IGM identifies correlation between enhancer domains and gene pathogenicity
Understanding and interpreting the functional consequences of genetic variation, including disease-associated genetic variation in the 98% of the human genome that does not code for proteins, remains one of the signature challenges of the human genetics field. In the February issue of the American Journal of Human Genetics, authors Xinchen Wang, PhD, and David Goldstein, PhD, uncovered relationships between the total size of a gene's transcriptional enhancer elements, which are non-coding segments of DNA that control where and when a gene is active, and the gene’s importance in development and disease. This has practical implications in the discovery of genes involved in both rare and common diseases, and establishes a framework for identifying non-coding DNA variation with consequences in human disease.
The finding demonstrates that the sizes and number of enhancers linked to a gene reflects its likelihood of being associated with both rare and common human diseases. Moreover, genes with redundant enhancer domains are depleted of cis-acting genetic variation that disrupts gene expression, and are buffered against the effects of disruptive non-coding mutations. These results demonstrate that dosage-sensitive genes have evolved robustness to the disruptive effects of genetic variation by expanding their regulatory domains. This resolves a puzzle in the genetic literature about why genes associated with human disease are depleted of cis-eQTLs (cis-expression quantitative trait loci, which are instances where genetic variation affects gene expression), suggesting this relationship may complicate identification of causal genes in complex human diseases using this eQTL information, and establishes a framework for identifying non-coding regulatory variation with phenotypic consequences.
The fact that the “enhancer domain score” is strongly predictive of whether genes cause disease when mutated, has the implication that important genes have evolved redundancy in regulation, and provides an explanation for why it has been difficult to identify regulatory mutations (e.g. those not in protein-coding regions, but instead affect regulation of gene expression) with major effects on gene expression. This work also establishes a framework for identifying non-coding DNA variation with consequences in human disease.

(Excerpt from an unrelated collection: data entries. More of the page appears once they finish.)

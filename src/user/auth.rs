//! Authentication

use anyhow::{bail, Result};

use rand::Rng;
use rand_distr::Alphanumeric;
use serde::{Deserialize, Serialize};

use std::fmt;
use std::str::FromStr;
use std::time::SystemTime;

#[derive(Clone, PartialEq, Eq, Hash, Serialize, Deserialize, Debug)]
pub struct AuthTokenValue(pub String);

#[derive(Clone, Serialize, Deserialize, Debug)]
pub struct AuthToken {
    pub user_id: usize,
    pub created: SystemTime,
    pub last_used: Option<SystemTime>,
    pub value: AuthTokenValue,
}

impl AuthTokenValue {
    pub fn generate() -> AuthTokenValue {
        let rng = rand::rng();
        let random_string: String = rng
            .sample_iter(&Alphanumeric)
            .take(64)
            .map(char::from)
            .collect();
        AuthTokenValue(random_string)
    }
}

mod argon2_hashing {
    use anyhow::{anyhow, Result};
    use argon2::{
        password_hash::{
            rand_core::OsRng, PasswordHash, PasswordHasher, PasswordVerifier, SaltString,
        },
        Argon2,
    };

    pub fn generate_b64_salt() -> String {
        SaltString::generate(&mut OsRng).to_string()
    }

    pub fn hash<T: AsRef<str>>(plain: &[u8], b64_salt: T) -> Result<String> {
        let salt = SaltString::from_b64(b64_salt.as_ref()).map_err(|err| anyhow!("{}", err))?;
        Ok(Argon2::default()
            .hash_password(plain, &salt)
            .map_err(|err| anyhow!("{}", err))?
            .to_string())
    }

    pub fn verify<T: AsRef<str>>(plain_pw: &[u8], target_hash: T) -> Result<bool> {
        let password_hash =
            PasswordHash::new(target_hash.as_ref()).map_err(|err| anyhow!("{}", err))?;
        Ok(Argon2::default()
            .verify_password(plain_pw, &password_hash)
            .is_ok())
    }
}

#[derive(Clone, Copy, Serialize, Deserialize, Debug, PartialEq, Eq)]
pub enum CredentialsHasher {
    Argon2,
}

impl FromStr for CredentialsHasher {
    type Err = anyhow::Error;

    fn from_str(s: &str) -> Result<Self> {
        match s {
            "argon2" => Ok(CredentialsHasher::Argon2),
            _ => bail!("Unknown hasher {}", s),
        }
    }
}

impl fmt::Display for CredentialsHasher {
    fn fmt(&self, f: &mut fmt::Formatter<'_>) -> fmt::Result {
        match self {
            CredentialsHasher::Argon2 => write!(f, "argon2"),
        }
    }
}

impl CredentialsHasher {
    pub fn generate_b64_salt(&self) -> String {
        match self {
            CredentialsHasher::Argon2 => argon2_hashing::generate_b64_salt(),
        }
    }

    pub fn hash<T: AsRef<str>>(&self, plain: &[u8], b64_salt: T) -> Result<String> {
        match self {
            CredentialsHasher::Argon2 => argon2_hashing::hash(plain, b64_salt),
        }
    }

    /// The argon2 hash string embeds its salt, so the stored salt is not
    /// needed to verify.
    pub fn verify<T: AsRef<str>>(&self, plain_pw: T, target_hash: T) -> Result<bool> {
        match self {
            CredentialsHasher::Argon2 => {
                argon2_hashing::verify(plain_pw.as_ref().as_bytes(), target_hash)
            }
        }
    }
}

#[derive(Clone, Serialize, Deserialize, Debug)]
pub struct UsernamePasswordCredentials {
    pub user_id: usize,
    pub salt: String,
    pub hash: String,
    pub hasher: CredentialsHasher,

    pub created: SystemTime,
    pub last_tried: Option<SystemTime>,
    pub last_used: Option<SystemTime>,
}

impl UsernamePasswordCredentials {
    pub fn verify(&self, password: &str) -> Result<bool> {
        self.hasher.verify(password, self.hash.as_str())
    }
}

#[derive(Clone, Serialize, Deserialize, Debug)]
pub struct UserAuthCredentials {
    pub user_id: usize,
    pub username_password: Option<UsernamePasswordCredentials>,
}
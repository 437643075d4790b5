//! Credentials carried in headers.

use crate::error::{Violation, ViolationKind};
use crate::secret::Secret;

use super::IntakeRequest;

/// Extracts the token from an `Authorization: Bearer <token>` header.
///
/// The scheme name is matched case-insensitively. The token comes back
/// wrapped in [`Secret`] so it cannot be logged by accident.
///
/// # Errors
///
/// - `MissingCredentials` if there is no `Authorization` header
/// - `InvalidCredentials` if the scheme is not `Bearer` or the token is empty
///
/// Both map to HTTP 401.
///
/// # Examples
///
/// ```
/// use transport_policy::web::{bearer_token, IntakeRequest};
///
/// let req = IntakeRequest::new("req-1", "GET").with_header("Authorization", "Bearer abc.def");
/// let token = bearer_token(&req).unwrap();
/// assert_eq!(token.expose_secret(), "abc.def");
///
/// let req = IntakeRequest::new("req-2", "GET").with_header("Authorization", "Basic Zm9vOmJhcg==");
/// assert_eq!(bearer_token(&req).unwrap_err().status_code(), 401);
/// ```
pub fn bearer_token(request: &IntakeRequest) -> Result<Secret<String>, Violation> {
    let header = request.header("Authorization").ok_or_else(|| {
        Violation::new(
            ViolationKind::MissingCredentials,
            "Authorization header required",
        )
    })?;
    parse_bearer(header)
}

/// Parses the value of an `Authorization` header.
///
/// # Errors
///
/// Returns `InvalidCredentials` if the value is not `Bearer <token>` with a
/// non-empty token.
pub fn parse_bearer(header: &str) -> Result<Secret<String>, Violation> {
    let invalid = || {
        Violation::new(
            ViolationKind::InvalidCredentials,
            "use 'Authorization: Bearer <token>'",
        )
    };

    let (scheme, token) = header.trim().split_once(' ').ok_or_else(invalid)?;
    if !scheme.eq_ignore_ascii_case("bearer") {
        return Err(invalid());
    }
    let token = token.trim();
    if token.is_empty() {
        return Err(invalid());
    }
    Ok(Secret::new(token.to_string()))
}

This work has implications for the discovery of genes involved in both rare and common diseases. For example, we create an "enhancer domain score" (EDS) that is predictive for disease-causing genes and has comparable accuracy to commonly used metrics of gene essentiality generated using data from human exome sequencing cohorts. When EDS differs with these population-scale metrics of gene constraint, EDS is often more effective at identifying developmental genes and genes associated with human disease, especially in genes with short coding sequences.

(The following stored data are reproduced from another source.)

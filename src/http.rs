use std::fmt;
use std::str::FromStr;

/// HTTP method of an incoming request.
#[derive(Debug, Clone, Copy, PartialEq, Eq, Hash)]
pub enum HttpMethod {
    /// HTTP GET method
    Get,
    /// HTTP HEAD method
    Head,
    /// HTTP OPTIONS method
    Options,
    /// HTTP POST method
    Post,
    /// HTTP PUT method
    Put,
    /// HTTP DELETE method
    Delete,
    /// HTTP PATCH method
    Patch,
}

impl HttpMethod {
    /// Methods permitted for operations that change server state.
    pub const STATE_CHANGING: [HttpMethod; 4] = [
        HttpMethod::Post,
        HttpMethod::Put,
        HttpMethod::Patch,
        HttpMethod::Delete,
    ];

    /// Returns `true` if the method may carry a state-changing operation.
    pub fn allows_state_change(self) -> bool {
        Self::STATE_CHANGING.contains(&self)
    }

    /// Returns `true` for methods whose parameters normally travel in the URL.
    pub fn is_url_only(self) -> bool {
        matches!(self, HttpMethod::Get | HttpMethod::Head | HttpMethod::Options)
    }

    /// Canonical upper-case name.
    pub fn as_str(self) -> &'static str {
        match self {
            HttpMethod::Get => "GET",
            HttpMethod::Head => "HEAD",
            HttpMethod::Options => "OPTIONS",
            HttpMethod::Post => "POST",
            HttpMethod::Put => "PUT",
            HttpMethod::Delete => "DELETE",
            HttpMethod::Patch => "PATCH",
        }
    }
}

impl fmt::Display for HttpMethod {
    fn fmt(&self, f: &mut fmt::Formatter<'_>) -> fmt::Result {
        f.write_str(self.as_str())
    }
}

/// Error returned when a method name is not recognised.
#[derive(Debug, Clone, PartialEq, Eq)]
pub struct UnknownMethod(pub String);

impl fmt::Display for UnknownMethod {
    fn fmt(&self, f: &mut fmt::Formatter<'_>) -> fmt::Result {
        write!(f, "unknown HTTP method '{}'", self.0)
    }
}

impl std::error::Error for UnknownMethod {}

impl FromStr for HttpMethod {
    type Err = UnknownMethod;

    /// Parses a method name, ignoring case and surrounding whitespace.
    fn from_str(s: &str) -> Result<Self, Self::Err> {
        match s.trim().to_ascii_uppercase().as_str() {
            "GET" => Ok(HttpMethod::Get),
            "HEAD" => Ok(HttpMethod::Head),
            "OPTIONS" => Ok(HttpMethod::Options),
            "POST" => Ok(HttpMethod::Post),
            "PUT" => Ok(HttpMethod::Put),
            "DELETE" => Ok(HttpMethod::Delete),
            "PATCH" => Ok(HttpMethod::Patch),
            _ => Err(UnknownMethod(s.to_string())),
        }
    }
}
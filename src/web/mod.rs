//! Web framework integration surface.
//!
//! This module is the boundary between HTTP frameworks and the transport
//! policy. It handles:
//! - Tagging every incoming field with where it arrived (query, header, body)
//! - Pulling bearer credentials out of the `Authorization` header
//! - Mapping policy decisions and violations to HTTP responses
//!
//! It contains no framework-specific code. An integration converts its
//! native request into an [`IntakeRequest`] (or implements
//! [`RequestSource`] directly) and follows this flow:
//!
//! ```text
//! HTTP request
//!   ↓
//! IntakeRequest (fields tagged with FieldLocation)
//!   ↓
//! TransportPolicyGuard::evaluate_request  ── rejected ──→ 4xx / 301
//!   ↓ allowed
//! handler logic
//!   ↓
//! RedactingLogger::emit(AuditRecord)
//! ```
//!
//! [`handlers`] shows the flow for a login form, a bearer-token API and a
//! profile update.

mod adapter;
mod credentials;
mod extract;
pub mod handlers;

pub use adapter::{IntakeRequest, Scheme};
pub use credentials::{bearer_token, parse_bearer};
pub use extract::RequestSource;
pub use handlers::{DemoAccount, HandlerResponse, ReferenceApi};
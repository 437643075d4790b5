//! Transport-location and method policy for incoming requests.

use std::collections::BTreeSet;
use std::fmt;

use serde::{Deserialize, Serialize};

use crate::classifier::FieldClassifier;
use crate::error::{Violation, ViolationKind};
use crate::field::{FieldLocation, RequestField};
use crate::http::HttpMethod;
use crate::web::RequestSource;

/// Whether an operation only reads or changes server state.
#[derive(Debug, Clone, Copy, Default, PartialEq, Eq, Serialize, Deserialize)]
#[serde(rename_all = "snake_case")]
pub enum OperationKind {
    /// Read-only; any recognised method is acceptable
    #[default]
    Read,
    /// Mutates data; requires POST, PUT, PATCH or DELETE
    StateChanging,
}

/// Why a request was allowed or rejected.
///
/// When several checks fail, the reason reported is the first in this order:
/// insecure transport, unsafe method, sensitive query field.
#[derive(Debug, Clone, Copy, PartialEq, Eq)]
pub enum DecisionReason {
    /// Every check passed
    Compliant,
    /// A sensitive field arrived in the query string
    SensitiveQueryField,
    /// The method is not acceptable for the operation
    UnsafeMethod,
    /// The request did not arrive over HTTPS
    InsecureTransport,
}

impl DecisionReason {
    /// Stable identifier used in responses and logs.
    pub fn as_str(self) -> &'static str {
        match self {
            DecisionReason::Compliant => "compliant",
            DecisionReason::SensitiveQueryField => "sensitive-query-field",
            DecisionReason::UnsafeMethod => "unsafe-method",
            DecisionReason::InsecureTransport => "insecure-transport",
        }
    }
}

impl fmt::Display for DecisionReason {
    fn fmt(&self, f: &mut fmt::Formatter<'_>) -> fmt::Result {
        f.write_str(self.as_str())
    }
}

/// Outcome of evaluating one request.
///
/// Decisions are plain values: they are produced per request, inspected by
/// the handler and dropped.
#[derive(Debug, Clone, PartialEq, Eq)]
pub struct PolicyDecision {
    /// `true` iff no check failed
    pub allowed: bool,
    /// Sensitive fields found in the query string
    pub violating_fields: BTreeSet<String>,
    /// Highest-priority reason for the outcome
    pub reason: DecisionReason,
    credential_exposed: bool,
    rejected_method: Option<String>,
    insecure_transport: bool,
    redirect_location: Option<String>,
}

impl PolicyDecision {
    fn from_checks(
        violating_fields: BTreeSet<String>,
        credential_exposed: bool,
        rejected_method: Option<String>,
        insecure_transport: bool,
        redirect_location: Option<String>,
    ) -> Self {
        let reason = if insecure_transport {
            DecisionReason::InsecureTransport
        } else if rejected_method.is_some() {
            DecisionReason::UnsafeMethod
        } else if !violating_fields.is_empty() {
            DecisionReason::SensitiveQueryField
        } else {
            DecisionReason::Compliant
        };

        Self {
            allowed: reason == DecisionReason::Compliant,
            violating_fields,
            reason,
            credential_exposed,
            rejected_method,
            insecure_transport,
            redirect_location,
        }
    }

    /// Returns `true` if the method check failed.
    pub fn method_violation(&self) -> bool {
        self.rejected_method.is_some()
    }

    /// Returns `true` if a credential or token was found in the query string.
    pub fn credential_exposed(&self) -> bool {
        self.credential_exposed
    }

    /// HTTPS URL the client should be redirected to, for insecure requests.
    pub fn redirect_location(&self) -> Option<&str> {
        self.redirect_location.as_deref()
    }

    /// HTTP status a handler should answer with.
    ///
    /// `200` when allowed; `301` for insecure transport; `401` when a
    /// credential or token leaked into the URL; `405` for a method violation;
    /// `400` for any other sensitive query field.
    pub fn status_code(&self) -> u16 {
        if self.allowed {
            200
        } else if self.insecure_transport {
            301
        } else if self.credential_exposed {
            401
        } else if self.rejected_method.is_some() {
            405
        } else {
            400
        }
    }

    /// Every failed check as a [`Violation`], highest priority first.
    pub fn violations(&self) -> Vec<Violation> {
        let mut out = Vec::new();
        if self.insecure_transport {
            out.push(Violation::new(
                ViolationKind::InsecureTransport {
                    redirect: self.redirect_location.clone(),
                },
                "requests must use HTTPS",
            ));
        }
        if let Some(method) = &self.rejected_method {
            out.push(Violation::new(
                ViolationKind::UnsafeMethod {
                    method: method.clone(),
                },
                "use POST, PUT, PATCH or DELETE for this operation",
            ));
        }
        if !self.violating_fields.is_empty() {
            out.push(Violation::new(
                ViolationKind::SensitiveQueryField {
                    fields: self.violating_fields.iter().cloned().collect(),
                    credential: self.credential_exposed,
                },
                "sensitive values must be sent in the body or a header",
            ));
        }
        out
    }

    /// Converts the decision into `Ok(())` or its highest-priority violation.
    ///
    /// # Errors
    ///
    /// Returns the first entry of [`violations`](Self::violations) when the
    /// request is not allowed.
    pub fn into_result(self) -> Result<(), Violation> {
        match self.violations().into_iter().next() {
            Some(v) => Err(v),
            None => Ok(()),
        }
    }
}

/// Rejects requests that carry sensitive data in the URL or use the wrong
/// method, before any handler logic runs.
///
/// The guard is stateless apart from the shared, read-only rule registry, so
/// one instance can serve every request concurrently.
///
/// # Examples
///
/// ```
/// use transport_policy::{FieldLocation, RequestField, RuleRegistry, TransportPolicyGuard};
///
/// let guard = TransportPolicyGuard::new(RuleRegistry::builtin());
///
/// let leaked = guard.evaluate(
///     "GET",
///     &[
///         RequestField::new("username", FieldLocation::QueryString, "admin"),
///         RequestField::new("password", FieldLocation::QueryString, "secret123"),
///     ],
/// );
/// assert!(!leaked.allowed);
/// assert!(leaked.violating_fields.contains("password"));
///
/// let posted = guard.evaluate(
///     "POST",
///     &[
///         RequestField::new("username", FieldLocation::Body, "admin"),
///         RequestField::new("password", FieldLocation::Body, "secret123"),
///     ],
/// );
/// assert!(posted.allowed);
/// ```
#[derive(Debug, Clone)]
pub struct TransportPolicyGuard {
    classifier: FieldClassifier,
    default_operation: OperationKind,
    require_secure_transport: bool,
}

impl TransportPolicyGuard {
    /// Creates a guard that treats operations as read-only by default.
    pub fn new(classifier: impl Into<FieldClassifier>) -> Self {
        Self {
            classifier: classifier.into(),
            default_operation: OperationKind::Read,
            require_secure_transport: false,
        }
    }

    /// Sets the operation kind [`evaluate`](Self::evaluate) assumes.
    pub fn with_default_operation(mut self, operation: OperationKind) -> Self {
        self.default_operation = operation;
        self
    }

    /// Rejects requests that did not arrive over HTTPS.
    ///
    /// Only [`evaluate_request`](Self::evaluate_request) can see the
    /// transport, so this has no effect on [`evaluate`](Self::evaluate).
    pub fn require_secure_transport(mut self, required: bool) -> Self {
        self.require_secure_transport = required;
        self
    }

    /// Returns the classifier used by this guard.
    pub fn classifier(&self) -> &FieldClassifier {
        &self.classifier
    }

    /// Returns the operation kind assumed by [`evaluate`](Self::evaluate).
    pub fn default_operation(&self) -> OperationKind {
        self.default_operation
    }

    /// Evaluates `method` and `fields` using the default operation kind.
    pub fn evaluate(&self, method: &str, fields: &[RequestField]) -> PolicyDecision {
        self.evaluate_operation(self.default_operation, method, fields)
    }

    /// Evaluates `method` and `fields` for an operation of the given kind.
    pub fn evaluate_operation(
        &self,
        operation: OperationKind,
        method: &str,
        fields: &[RequestField],
    ) -> PolicyDecision {
        let decision = self.check(operation, method, fields, false, None);
        log_decision(None, method, &decision);
        decision
    }

    /// Evaluates a full request, including the secure-transport check.
    pub fn evaluate_request<R>(&self, operation: OperationKind, request: &R) -> PolicyDecision
    where
        R: RequestSource + ?Sized,
    {
        let insecure = self.require_secure_transport && !request.is_secure();
        let redirect = if insecure {
            request.https_location()
        } else {
            None
        };
        let fields = request.fields();
        let decision = self.check(operation, request.method(), &fields, insecure, redirect);
        log_decision(Some(request.request_id()), request.method(), &decision);
        decision
    }

    fn check(
        &self,
        operation: OperationKind,
        method: &str,
        fields: &[RequestField],
        insecure_transport: bool,
        redirect_location: Option<String>,
    ) -> PolicyDecision {
        let registry = self.classifier.snapshot();

        let mut violating_fields = BTreeSet::new();
        let mut credential_exposed = false;
        let mut credential_outside_headers = false;

        for field in fields {
            let Some(category) = registry.classify(&field.name) else {
                continue;
            };
            if field.location == FieldLocation::QueryString {
                violating_fields.insert(field.name.clone());
                credential_exposed |= category.is_auth_related();
            }
            if field.location != FieldLocation::Header && category.is_auth_related() {
                credential_outside_headers = true;
            }
        }

        let method_ok = match method.parse::<HttpMethod>() {
            Ok(m) => {
                let state_ok =
                    operation == OperationKind::Read || m.allows_state_change();
                // Credentials only travel in a URL-only request via headers.
                let credential_ok = !(m.is_url_only() && credential_outside_headers);
                state_ok && credential_ok
            }
            Err(_) => false,
        };
        let rejected_method = (!method_ok).then(|| method.to_string());

        PolicyDecision::from_checks(
            violating_fields,
            credential_exposed,
            rejected_method,
            insecure_transport,
            redirect_location,
        )
    }
}

fn log_decision(request_id: Option<&str>, method: &str, decision: &PolicyDecision) {
    let request_id = request_id.unwrap_or("-");
    if decision.allowed {
        tracing::debug!(request_id, method, "request passed transport policy");
    } else {
        tracing::warn!(
            request_id,
            method,
            reason = %decision.reason,
            status = decision.status_code(),
            fields = ?decision.violating_fields,
            "request rejected by transport policy"
        );
    }
}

Another implication is for the prioritization of genes involved in common human diseases. Most studies aimed at identifying inherited genetic variants that contribute to genetic risk for complex human diseases have found that these genetic variants are within non-coding regions of DNA, rather than inside genes themselves. This has made it difficult to figure out which genes, and therefore which biological pathways, are important for various diseases. To address this issue, the genetics community has adopted eQTL datasets (expression quantitative trait loci) to try to figure out which genes are affected by looking for changes in gene expression correlated with changes in genetic variant genotype. Wang and Goldstein’s work shows that the genes most likely to contribute to human disease are actually depleted of these eQTL relationships, setting a prior expectation that eQTLs at these disease-relevant regions are more likely to point to genes not involved in disease, therefore complicating the use of eQTL data for disease gene identification.